On Mon, 20 Sept 2021 at 16:26, Mel Gorman <mgorman@xxxxxxxxxxxxxxxxxxx> wrote:
>
> Commit 8a99b6833c88 ("sched: Move SCHED_DEBUG sysctl to debugfs") moved
> the kernel.sched_wakeup_granularity_ns sysctl under debugfs. One of the
> reasons why this sysctl may be used may be for "optimising for throughput",
> particularly when overloaded. The tool TuneD sometimes alters this for two
> profiles e.g. "mssql" and "throughput-performance". At least version 2.9
> does but it changed in master where it also will poke at debugfs instead.
>
> During task migration or wakeup, a decision is made on whether
> to preempt the current task or not. To limit over-scheduled,
> sysctl_sched_wakeup_granularity delays the preemption to allow at least 1ms
> of runtime before preempting. However, when a domain is heavily overloaded
> (e.g. hackbench), the degree of over-scheduling is still severe.

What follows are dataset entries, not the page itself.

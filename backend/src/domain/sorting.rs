//! Sort clause builder for listing endpoints.
//!
//! Query-string `sort_by` and `order` values are checked against fixed
//! per-entity whitelists before any query is constructed. The whitelists are
//! closed enums mapping to safe column references, so an unlisted value can
//! never reach the query builder — including values that happen to name a
//! real but disallowed column (`body` on articles, say).

use super::error::Error;

/// Sort direction. Defaults to descending ("most recent first" under the
/// default `created_at` key).
#[derive(Debug, Clone, Copy, PartialEq, Eq, Default)]
pub enum SortOrder {
    /// Ascending.
    Asc,
    /// Descending (default).
    #[default]
    Desc,
}

impl SortOrder {
    /// Parse an optional `order` query value, case-insensitively.
    ///
    /// # Errors
    /// Any literal other than `asc`/`desc` is the canonical 400 outcome.
    pub fn parse(raw: Option<&str>) -> Result<Self, Error> {
        match raw {
            None => Ok(Self::default()),
            Some(value) if value.eq_ignore_ascii_case("asc") => Ok(Self::Asc),
            Some(value) if value.eq_ignore_ascii_case("desc") => Ok(Self::Desc),
            Some(_) => Err(Error::invalid_input()),
        }
    }

    /// True for descending order.
    pub const fn is_descending(self) -> bool {
        matches!(self, Self::Desc)
    }
}

macro_rules! sort_key {
    (
        $(#[$doc:meta])* $name:ident {
            $($variant:ident => $column:literal),+ $(,)?
        }
    ) => {
        $(#[$doc])*
        #[derive(Debug, Clone, Copy, PartialEq, Eq)]
        pub enum $name {
            $(
                #[doc = concat!("Sort by the `", $column, "` column.")]
                $variant,
            )+
        }

        impl $name {
            /// Parse an optional `sort_by` query value against the whitelist.
            ///
            /// # Errors
            /// Any value outside the whitelist is the canonical 400 outcome.
            pub fn parse(raw: Option<&str>) -> Result<Self, Error> {
                match raw {
                    None => Ok(Self::default()),
                    $(Some($column) => Ok(Self::$variant),)+
                    Some(_) => Err(Error::invalid_input()),
                }
            }

            /// The whitelisted column name this key maps to.
            pub const fn column(self) -> &'static str {
                match self {
                    $(Self::$variant => $column,)+
                }
            }
        }
    };
}

sort_key! {
    /// Whitelisted sort keys for article listings. `comment_count` sorts by
    /// the derived aggregation, not a stored column.
    ArticleSortKey {
        ArticleId => "article_id",
        Title => "title",
        Author => "author",
        Topic => "topic",
        CreatedAt => "created_at",
        Votes => "votes",
        CommentCount => "comment_count",
    }
}

impl Default for ArticleSortKey {
    fn default() -> Self {
        Self::CreatedAt
    }
}

sort_key! {
    /// Whitelisted sort keys for comment listings.
    CommentSortKey {
        CommentId => "comment_id",
        Votes => "votes",
        CreatedAt => "created_at",
        Author => "author",
        Body => "body",
    }
}

impl Default for CommentSortKey {
    fn default() -> Self {
        Self::CreatedAt
    }
}

/// Validated (key, direction) clause for article listings.
#[derive(Debug, Clone, Copy, PartialEq, Eq, Default)]
pub struct ArticleSort {
    /// Whitelisted sort column.
    pub key: ArticleSortKey,
    /// Direction; descending unless `order=asc` was supplied.
    pub order: SortOrder,
}

impl ArticleSort {
    /// Build a clause from the raw `sort_by`/`order` query values.
    ///
    /// # Errors
    /// Canonical 400 outcome when either value is outside its whitelist.
    pub fn from_params(sort_by: Option<&str>, order: Option<&str>) -> Result<Self, Error> {
        Ok(Self {
            key: ArticleSortKey::parse(sort_by)?,
            order: SortOrder::parse(order)?,
        })
    }
}

/// Validated (key, direction) clause for comment listings.
#[derive(Debug, Clone, Copy, PartialEq, Eq, Default)]
pub struct CommentSort {
    /// Whitelisted sort column.
    pub key: CommentSortKey,
    /// Direction; descending unless `order=asc` was supplied.
    pub order: SortOrder,
}

impl CommentSort {
    /// Build a clause from the raw `sort_by`/`order` query values.
    ///
    /// # Errors
    /// Canonical 400 outcome when either value is outside its whitelist.
    pub fn from_params(sort_by: Option<&str>, order: Option<&str>) -> Result<Self, Error> {
        Ok(Self {
            key: CommentSortKey::parse(sort_by)?,
            order: SortOrder::parse(order)?,
        })
    }
}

This is

sysctl_sched_wakeup_granularity = 1 msec * (1 + ilog(ncpus))
AFAIK, a 2-socket CascadeLake has 56 cpus which means that
sysctl_sched_wakeup_granularity is 6ms for your platform

> problematic as a lot of time can be wasted rescheduling tasks that could
> instead be used by userspace tasks.
>
> This patch scales the wakeup granularity based on the number of running
> tasks on the CPU up to a max of 8ms by default. The intent is to

This becomes 8*6=48ms on your platform which is far more than the 15ms
below. Also 48ms is quite a long time to wait for a newly woken task
especially when this task is a bottleneck.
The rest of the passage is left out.